Health Intelligence: Individualized care by detecting subpopulations from patient data

Imagine a health system that uses data that has already been collected to rank your treatment options by how they have benefitted a population similar to you, and that continues to learn from the collective experience of the real-world patients and doctors to simplify the approval of new drugs and improve our understanding of human disease.

This research project is funded in part by Center for Biomedical Innovation (CBI)

The promise of personalized medicine implied in the health system we envision assumes a healthcare paradigm built from the singularities of patients (genetic, environmental, behavioral), and requires understanding healthcare for its capacity to generate and act on patient-specific information. This system may be at our reach today thanks to the progress in computational learning techniques that achieve similar feats of customization on the web (search by keyword and similarity, ranking algorithms, visual detection and recognition, collaborative filtering, recommender systems, etc.), and the vast amounts of individual health data collected over the last several years.

In clinical studies alone: over 35 million people were profiled in the 94000 studies received by the FDA from 2000 to 2010 according to clinicaltrials.gov. To characterize a single "blockbuster" drug, several thousand patients may be profiled in different studies. However, despite gathering massive amounts of patient-data, health information today is limited to population statistics and superficial logs of incidents, with healthcare remaining a cottage data industry. We believe this data is underused. Most of the data and specific knowledge remains in silos. Computational learning has been used locally in the system of health to process biological information at discovery, enhance detection and recognition in medical imaging, or systematize diagnosis in medical informatics to name some, but remains bound to these data silos. And most health decisions are restricted to use the superficial information shared across the data boundaries.

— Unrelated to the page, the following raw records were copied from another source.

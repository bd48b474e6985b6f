//! workspace-conflict-monitor - 工作区编辑冲突实时检测
//!
//! 监控同一共享工作区内多个开发者的文件活动，在并发编辑造成
//! 合并冲突之前发出告警。
//!
//! # 核心功能
//!
//! - **会话注册表**: 开发者会话的 token 签发与解析
//! - **活动追踪**: 按文件路径维护并发访问窗口（惰性过期）
//! - **冲突检测**: 并发度 + 活动类型 + 时近度评分，历史模式在线学习
//! - **协作建议**: 按置信度排序的处置建议目录
//! - **实时推送**: WebSocket Hub，按事件类别订阅过滤
//!
//! # 架构
//!
//! 所有可变状态集中在检测引擎（单把锁，单写者纪律），编排器
//! [`WorkspaceMonitor`] 管理生命周期并接入文件监听与推送通道。
//! 同步 API 直接返回分析结果，告警同时推给 Hub 订阅者。

pub mod activity;
pub mod analyzer;
pub mod config;
pub mod detector;
pub mod engine;
pub mod error;
pub mod hub;
pub mod monitor;
pub mod patterns;
pub mod protocol;
pub mod session;
pub mod types;
pub mod watcher;

// Re-exports
pub use config::{
    CollaborationConfig, ConflictDetectionConfig, MonitorConfig, MonitoringConfig, WebsocketConfig,
};
pub use error::{Error, Result};
pub use hub::{Broadcaster, ConnId, HubServer};
pub use monitor::{MonitorState, WorkspaceMonitor};
pub use patterns::{collaboration_shape, pattern_key, LearnedPattern, PatternStore};
pub use protocol::{ClientMessage, EventKind, HubEvent, ServerMessage};
pub use types::{
    ActivityKind, ConflictAnalysis, DetectorStatistics, DeveloperSession, FileActivityEvent,
    Priority, SessionSnapshot, SessionToken, Suggestion, SuggestionType, WorkspaceStatus,
};
pub use watcher::{
    FileWatcher, FsChangeKind, FsEvent, ManualFileWatcher, ManualWatcherHandle, NotifyFileWatcher,
};
//! 文件监听器
//!
//! 外部文件变化作为入站事件源送进编排器。`FileWatcher` 是能力接口：
//! 生产实现走 notify（2 秒防抖），测试用确定性的手动实现。

use std::path::PathBuf;
use std::sync::Arc;
use std::time::Duration;

use notify::{RecommendedWatcher, RecursiveMode};
use notify_debouncer_mini::{new_debouncer, DebouncedEventKind, Debouncer};
use parking_lot::Mutex;
use tokio::sync::mpsc;

use crate::error::Result;

/// 外部文件变化类型
#[derive(Debug, Clone, Copy, PartialEq, Eq)]
pub enum FsChangeKind {
    Modified,
    Removed,
}

/// 外部文件变化事件
#[derive(Debug, Clone)]
pub struct FsEvent {
    pub path: PathBuf,
    pub kind: FsChangeKind,
}

/// 文件监听能力接口
pub trait FileWatcher: Send + 'static {
    /// 开始监听，事件经 `tx` 送入编排器
    fn start(&mut self, paths: &[PathBuf], tx: mpsc::Sender<FsEvent>) -> Result<()>;

    /// 停止监听，释放底层资源
    fn stop(&mut self);
}

/// notify 生产实现
#[derive(Default)]
pub struct NotifyFileWatcher {
    debouncer: Option<Debouncer<RecommendedWatcher>>,
}

impl NotifyFileWatcher {
    pub fn new() -> Self {
        Self::default()
    }
}

impl FileWatcher for NotifyFileWatcher {
    fn start(&mut self, paths: &[PathBuf], tx: mpsc::Sender<FsEvent>) -> Result<()> {
        // 2 秒防抖，编辑器连续写入合并为一次事件
        let mut debouncer = new_debouncer(
            Duration::from_secs(2),
            move |res: std::result::Result<
                Vec<notify_debouncer_mini::DebouncedEvent>,
                notify::Error,
            >| {
                if let Ok(events) = res {
                    for event in events {
                        if event.kind == DebouncedEventKind::Any {
                            let _ = tx.blocking_send(FsEvent {
                                path: event.path,
                                kind: FsChangeKind::Modified,
                            });
                        }
                    }
                }
            },
        )?;

        for path in paths {
            match debouncer.watcher().watch(path, RecursiveMode::Recursive) {
                Ok(_) => {
                    tracing::info!("👁️ Watching directory: {:?}", path);
                }
                Err(e) => {
                    tracing::warn!("⚠️ Failed to watch directory {:?}: {}", path, e);
                }
            }
        }

        if paths.is_empty() {
            tracing::warn!("⚠️ No watch directories configured");
        }

        self.debouncer = Some(debouncer);
        Ok(())
    }

    fn stop(&mut self) {
        self.debouncer = None;
    }
}

/// 确定性手动监听器（测试用）
///
/// `handle()` 返回的句柄可在监听启动后注入事件。
#[derive(Default)]
pub struct ManualFileWatcher {
    tx: Arc<Mutex<Option<mpsc::Sender<FsEvent>>>>,
}

/// 手动监听器句柄
#[derive(Clone)]
pub struct ManualWatcherHandle {
    tx: Arc<Mutex<Option<mpsc::Sender<FsEvent>>>>,
}

impl ManualFileWatcher {
    pub fn new() -> Self {
        Self::default()
    }

    pub fn handle(&self) -> ManualWatcherHandle {
        ManualWatcherHandle {
            tx: self.tx.clone(),
        }
    }
}

impl ManualWatcherHandle {
    /// 注入一个文件变化事件，返回是否送达
    pub fn emit(&self, path: impl Into<PathBuf>, kind: FsChangeKind) -> bool {
        let sender = self.tx.lock().clone();
        match sender {
            Some(tx) => tx
                .try_send(FsEvent {
                    path: path.into(),
                    kind,
                })
                .is_ok(),
            None => false,
        }
    }
}

impl FileWatcher for ManualFileWatcher {
    fn start(&mut self, _paths: &[PathBuf], tx: mpsc::Sender<FsEvent>) -> Result<()> {
        *self.tx.lock() = Some(tx);
        Ok(())
    }

    fn stop(&mut self) {
        *self.tx.lock() = None;
    }
}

The problem of intelligence as it relates to a health system that learns from different sources of data, enhances our understanding of health and disease, and enables individualized medicine remains open. The difficulty lies in the scarce availability of data that has prevented research on algorithms that extract knowledge from terabytes of health information and generalize from disparate data sources. The recent availability of large databases of patient-level data from electronic health records creates an unprecedented opportunity to explore the application of computational learning techniques more broadly, to stratify populations by their similarity against different measures of benefit and risk.

This information-centric approach generalizes from an array of examples that demonstrate the use of known biological information to increase the efficacy of therapies: orphan diseases — particularly genetic diseases — certain cancer therapies, and research on diseases like multiple sclerosis, are examples of information-driven health. In these examples, highly specific information criteria (e.g. biomarkers) have been used successfully to isolate responding populations, develop combination therapies, and break a disease into distinct sub-types. These examples suggest that better information extraction from patient data, efficient mechanisms to search the space of diseases and therapies, and an evidence-based approach to refine the taxonomy of diseases are critical to drive up the efficacy of therapies. We take these as the initial set of core principles behind a learning health system.

In this project we propose exploring the application of machine learning and artificial intelligence to identify cohorts of patients within a study similar to a given patient, and isolate 'similarly' responding subpopulations in this manner. This is critical for diseases that may exhibit a stratification of patient responses to a given therapy that cannot be explained by single-factor bio-markers or genetics alone, but rather depend on multiple factors — biological and environmental. The central hypothesis behind this project is that patient data (laboratory, electronic health records, or clinical study data) contains sufficient information about the underlying biology of the patient and the disease to enable sophisticated inference and assist decision-making at the clinical, regulatory and drug discovery levels. The goal of this project is to determine if this approach has merit to develop a proof of concept in healthcare of the same kind of personalization tools pervasive on the Internet. At later stages we may use the ability of learning algorithms to generalize to compare data across studies and with observational and genetics data. We expect validation to be a recurring challenge along the process. Validation is already a challenge in healthcare, and becomes even greater for the system as a whole. Unlike the Turing test, comparing outcomes of an intelligent health system against human performance or some biological ground-truth is ill-defined. Defining strategies to validate learning in healthcare will be central to the development of a cogent intelligent system, and relates to the broader problem of validation of intelligence.

A long term goal for this project is to outline a roadmap to develop a concept of intelligence in health that is compatible with parallel efforts in adaptive policy, regulatory science, and the economics of sharing clinical data, and helps outline the broader issue of how to validate learning. These activities are part of a broader collaboration with faculty associated with the Engineering Systems Division, Sloan, and the Center for Biomedical Innovation. We anticipate that an important first outcome from this collaboration will be an extended understanding of the landscape of data that is currently scattered throughout the health system.